//! MVID file reader.

use std::fs::File;
use std::path::{Path,PathBuf};

use ::{Depth,MvError,MvResult,PixelBuffer};
use ::codec::{decode_frame,validate_stream};
use ::header::*;
use ::mapping::SegmentedMapping;

/// MVID animation, with a File handle.
///
/// Opens and holds onto the file handle until it is dropped.  Frame
/// data is memory mapped one frame at a time, and decoded into a
/// single page-aligned pixel buffer that is reused from frame to
/// frame.
pub struct MvidFile {
    hdr: MvidHeader,
    frames: Vec<FrameEntry>,
    mapping: SegmentedMapping,

    // The frame held in `pixels`, if any.
    current: Option<usize>,
    pixels: PixelBuffer,
    verify_checksums: bool,

    filename: PathBuf,
}

/// Record containing playback information.
#[derive(Clone,Copy,Debug,Eq,PartialEq)]
pub struct MvidPlaybackResult {
    /// The frame now in the pixel buffer.
    pub frame: usize,
    /// False if the frame was a nop frame.
    pub changed: bool,
    pub looped: bool,
    pub ended: bool,
}

impl MvidFile {
    /// Open an MVID file.
    ///
    /// Checks the header and frame table.  Frame data is not read
    /// until the frame is requested.
    ///
    /// # Examples
    ///
    /// ```no_run
    /// use std::path::Path;
    ///
    /// maxvid::MvidFile::open(Path::new("ex.mvid"));
    /// ```
    pub fn open(filename: &Path)
            -> MvResult<Self> {
        if !filename.exists() {
            return Err(MvError::NoFile);
        } else if !filename.is_file() {
            return Err(MvError::NotARegularFile);
        }

        let mut file = File::open(filename)?;

        let hdr = read_mvid_header(&mut file)?;
        if hdr.data_offset() > file.metadata()?.len() {
            return Err(MvError::BadFrameTable(hdr.frame_count as usize));
        }

        let frames = read_frame_table(&mut file, &hdr)?;
        let pixels = PixelBuffer::new(hdr.w as usize, hdr.h as usize, hdr.depth)?;
        let mapping = SegmentedMapping::from_file(file)?;

        debug!("{}: {}x{} {} bpp, {} frames, version {}",
                filename.to_string_lossy(), hdr.w, hdr.h, hdr.depth.bpp(),
                hdr.frame_count, hdr.version);

        Ok(MvidFile {
            hdr: hdr,
            frames: frames,
            mapping: mapping,
            current: None,
            pixels: pixels,
            verify_checksums: true,
            filename: filename.to_path_buf(),
        })
    }

    /// Get the frame count, including nop frames.
    pub fn frame_count(&self) -> usize {
        self.frames.len()
    }

    pub fn width(&self) -> u32 {
        self.hdr.w
    }

    pub fn height(&self) -> u32 {
        self.hdr.h
    }

    pub fn depth(&self) -> Depth {
        self.hdr.depth
    }

    pub fn version(&self) -> u16 {
        self.hdr.version
    }

    /// Nominal seconds each frame is displayed.
    pub fn frame_duration(&self) -> f64 {
        self.hdr.frame_duration
    }

    pub fn is_all_keyframes(&self) -> bool {
        self.hdr.is_all_keyframes()
    }

    pub fn has_delta_frames(&self) -> bool {
        self.hdr.has_delta_frames()
    }

    pub fn is_page_aligned(&self) -> bool {
        self.hdr.is_page_aligned()
    }

    /// Get a frame table entry.
    pub fn frame_entry(&self, index: usize) -> Option<&FrameEntry> {
        self.frames.get(index)
    }

    /// Seconds to display the given frame.
    pub fn frame_display_duration(&self, index: usize) -> Option<f64> {
        self.frames.get(index)
            .map(|f| self.hdr.frame_duration * f.duration as f64)
    }

    /// The frame currently held in the pixel buffer.
    pub fn current_frame(&self) -> Option<usize> {
        self.current
    }

    /// The pixel buffer.
    pub fn pixels(&self) -> &PixelBuffer {
        &self.pixels
    }

    /// Enable or disable checking decoded frames against their
    /// recorded checksums.  Enabled by default.
    pub fn set_verify_checksums(&mut self, verify: bool) {
        self.verify_checksums = verify;
    }

    /// Reset to before the first frame.
    pub fn rewind(&mut self) {
        self.current = None;
    }

    /// Decode a frame.
    ///
    /// A keyframe can always be decoded.  A delta or nop frame can only
    /// be decoded directly after the frame before it; use
    /// `seek_frame` to get to any frame.
    ///
    /// # Examples
    ///
    /// ```no_run
    /// use std::path::Path;
    ///
    /// if let Ok(ref mut mvid) = maxvid::MvidFile::open(Path::new("ex.mvid")) {
    ///     for i in 0..mvid.frame_count() {
    ///         let pixels = mvid.frame(i);
    ///     }
    /// }
    /// ```
    pub fn frame(&mut self, index: usize)
            -> MvResult<&PixelBuffer> {
        if index >= self.frames.len() {
            return Err(MvError::NoSuchFrame(index));
        }
        if self.current == Some(index) {
            return Ok(&self.pixels);
        }

        let kind = self.frames[index].kind;
        if kind != FrameKind::Keyframe
                && (index == 0 || self.current != Some(index - 1)) {
            return Err(MvError::NotDecoded(index));
        }

        if kind != FrameKind::Nop {
            if let Err(e) = self.decode(index) {
                warn!("{}: frame {} - {}", self.filename.to_string_lossy(), index, e);
                return Err(e);
            }
        }

        self.current = Some(index);
        Ok(&self.pixels)
    }

    /// Decode any frame, starting from the most recent keyframe
    /// unless the current frame is already on the way.
    pub fn seek_frame(&mut self, index: usize)
            -> MvResult<&PixelBuffer> {
        if index >= self.frames.len() {
            return Err(MvError::NoSuchFrame(index));
        }

        let key = (0..(index + 1)).rev()
            .find(|&i| self.frames[i].kind == FrameKind::Keyframe)
            .unwrap_or(0);

        let start = match self.current {
            Some(cur) if key <= cur && cur <= index => cur + 1,
            _ => key,
        };

        for i in start..(index + 1) {
            self.frame(i)?;
        }

        self.frame(index)
    }

    /// Decode the next frame.
    ///
    /// The animation will loop when it reaches the last frame.
    ///
    /// Returns a record indicating what was processed.
    pub fn read_next_frame(&mut self)
            -> MvResult<MvidPlaybackResult> {
        let count = self.frames.len();
        let (next, looped) = match self.current {
            None => (0, false),
            Some(cur) if cur + 1 >= count => (0, true),
            Some(cur) => (cur + 1, false),
        };

        let changed = looped || self.frames[next].kind != FrameKind::Nop;
        self.frame(next)?;

        Ok(MvidPlaybackResult {
            frame: next,
            changed: changed,
            looped: looped,
            ended: next + 1 >= count,
        })
    }

    /// Map and decode a keyframe or delta frame into the pixel buffer.
    fn decode(&mut self, index: usize)
            -> MvResult<()> {
        let entry = self.frames[index];
        debug_assert!(entry.kind == FrameKind::Keyframe
                || (index > 0 && self.current == Some(index - 1)));

        if entry.end() > self.mapping.file_len() {
            return Err(MvError::Truncated);
        }

        let seg = self.mapping.map(entry.offset, entry.length as usize)?;
        let src = match seg.as_slice() {
            Some(src) => src,
            None => return Err(MvError::Truncated),
        };

        // Check the whole stream first, so a bad frame leaves the
        // previous frame intact.
        validate_stream(self.hdr.depth, src, self.hdr.num_pixels())?;

        if let Err(e) = decode_frame(self.hdr.depth, src, &mut self.pixels) {
            self.current = None;
            return Err(e);
        }

        if let (true, Some(expected)) = (self.verify_checksums, entry.checksum) {
            let actual = self.pixels.adler32();
            if actual != expected {
                self.current = None;
                return Err(MvError::ChecksumMismatch(index, expected, actual));
            }
        }

        Ok(())
    }
}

_What you will do_
All that is wanted is the stretch of lines above from the one containing "self.frame(index)" through the one containing "Some(cur) if cur", duplicated exactly.

_Exercise response_
        self.frame(index)
    }

    /// Decode the next frame.
    ///
    /// The animation will loop when it reaches the last frame.
    ///
    /// Returns a record indicating what was processed.
    pub fn read_next_frame(&mut self)
            -> MvResult<MvidPlaybackResult> {
        let count = self.frames.len();
        let (next, looped) = match self.current {
            None => (0, false),
            Some(cur) if cur + 1 >= count => (0, true),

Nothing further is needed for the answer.